ARRIVA ALTRO PETCOKE AL PORTO COMMERCIALE DI GAETA

Questa mattina, 1 gugno, al porto commerciale di Gaeta è arrivata la settima nave carica di petcoke dall’inizio del 2026.

Torna a denunciare i carichi di “veleno” la consigliera comunale di Formia, Paola Villa, da sempre sugli scudi rispetto al petcoke che arriva al porto commerciale di Gaeta.

“Arriva dagli Stati Uniti e dovrebbe trasportare circa 20.000 tonnellate di veleno nero. La nave si chiama Ks Camellia e da questa mattina ha iniziato le operazioni di sbarco per portare le 20mila tonnellate di petcoke al deposito della Intergroup di Sessa Aurunca.

Dopo il video ( sotto ne riportiamo delle foto) che abbiamo divulgato esattamente una settimana fa, si sono allarmati tutti o meglio molti hanno fatto finta di allarmarsi, ma tanta fuffa e nessuna azione concreta e utile per il territorio.

Chiediamo ai sindaci dei comuni interessati Cristian Leccese di Gaeta, Gianluca Taddeo di Formia e Gerardo Stefanelli di Minturno di convocare con urgenza un tavolo sulla questione dove avere tutte le aziende che operano in porto ( tutte e non solo la Intergroup!), l’Autorità Portuale, gli enti preposti ai controlli e soprattutto noi cittadini che ci occupiamo da oltre 25 anni della vicenda.

Chiediamo ad Unindustria, al suo presidente di attivarsi su questa serissima problematica e di non “difendere” solo uno dei suoi associati ossia l’azienda Intergroup della famiglia Di Sarno.

Chiediamo alla Capitaneria di Porto che forse sarebbe il caso di fare i sopralluogo ogni volta che c’è uno scarico affinché quello che è avvenuto sul pontile della nave Ocean Jubilee lo scorso mese di febbraio cioè che tutto il percolamento del petcoke arrivi in mare, a 500 metri dai filari delle cozze e a 2000 metri dalle gabbie delle orate, venga evitato. Sembrerebbe che la scorsa settimana, a piazzale privo di scarichi, sia avvenuto un sopralluogo del NOE con l’Arpa, chiediamo che tali controlli avvengano durante lo scarico, quindi tra queste ore e le giornate di domani e mercoledì mattina, proprio durante lo scarico del veleno nero.

CHIEDIAMO al presidente dell’ Autorità Portuale, Raffaele Latrofa, prima di mettere mano alle nuove concessioni dei piazzali del porto commerciale, prima di autorizzare con una certa “facinoleria” l’azienda Di Sarno di occupare i 3/4 del porto, prima di autorizzare Intergroup a edificare 6 silos alti 16 metri e la fantomatica “tettoia” di oltre 14mila metri quadri, imponga alla Intergroup che lo scarico del petcoke avvenga solo ed esclusivamente a circuito chiuso, avvenga in totale sicurezza per la salute pubblica e per l’ambiente.

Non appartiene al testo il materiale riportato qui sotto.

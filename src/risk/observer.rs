//! Bridges the matching engine's trade stream into the risk pipeline.

use crate::engine::{MatchingEngine, TradeEvent, TradeListener};
use crate::orderbook::Trade;
use crate::risk::circuit_breaker::{CircuitBreakerSystem, PricePoint};
use crate::risk::coordinator::{RiskCoordinator, RiskOp};
use std::sync::Arc;
use tracing::warn;

/// Subscribes to trade events and drives position and volatility updates.
///
/// Per trade it enqueues two position updates, buyer `+q` then seller
/// `-q`, both at the trade price, and feeds a `(price, volume)` sample
/// to the circuit-breaker system. The observer is best-effort: a full
/// risk queue is logged and dropped, never letting risk backpressure
/// stall matching.
pub struct TradeObserver {
    coordinator: Arc<RiskCoordinator>,
    breakers: Arc<CircuitBreakerSystem>,
}

impl TradeObserver {
    /// Creates an observer over the given risk components.
    pub fn new(coordinator: Arc<RiskCoordinator>, breakers: Arc<CircuitBreakerSystem>) -> Self {
        Self {
            coordinator,
            breakers,
        }
    }

    /// Subscribes this observer to one symbol's trade stream.
    pub fn attach(&self, engine: &MatchingEngine, symbol: &str) {
        engine.subscribe_trades(symbol, self.listener());
    }

    /// The trade listener closure backing [`TradeObserver::attach`].
    pub fn listener(&self) -> TradeListener {
        let observer = Self::new(self.coordinator.clone(), self.breakers.clone());
        Arc::new(move |event: &TradeEvent| observer.on_trade(&event.trade))
    }

    /// Processes one trade.
    pub fn on_trade(&self, trade: &Trade) {
        let quantity = trade.quantity as i64;
        let price = trade.price as f64;
        let updates = [
            (trade.buy_user_id.as_str(), quantity),
            (trade.sell_user_id.as_str(), -quantity),
        ];
        for (user_id, delta) in updates {
            let op = RiskOp::UpdatePosition {
                user_id: user_id.to_string(),
                symbol: trade.symbol.clone(),
                delta,
                price,
            };
            match self.coordinator.try_submit(op) {
                // The reply is intentionally dropped; results surface
                // through the position book.
                Ok(_reply) => {}
                Err(error) => warn!(
                    "dropped position update for {} on {}: {}",
                    user_id, trade.symbol, error
                ),
            }
        }

        self.breakers.ingest(PricePoint {
            symbol: trade.symbol.clone(),
            price,
            volume: trade.quantity as f64,
            timestamp: trade.timestamp,
        });
    }
}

Per tutti i cittadini del nostro golfo, qui stiamo parlando di salute pubblica, di scempio ambientale, di sicurezza ambientale e sanitaria, qui non c’entrano colori politici e bandiere blu qui è in ballo prima la nostra salute e poi il nostro futuro.

Con questa nave siamo oltre le 130mila tonnellate già arrivate al porto di Gaeta in appena 5 mesi. Ed io, fino a quando ne avrò forza, non mi giro dall’altra parte”.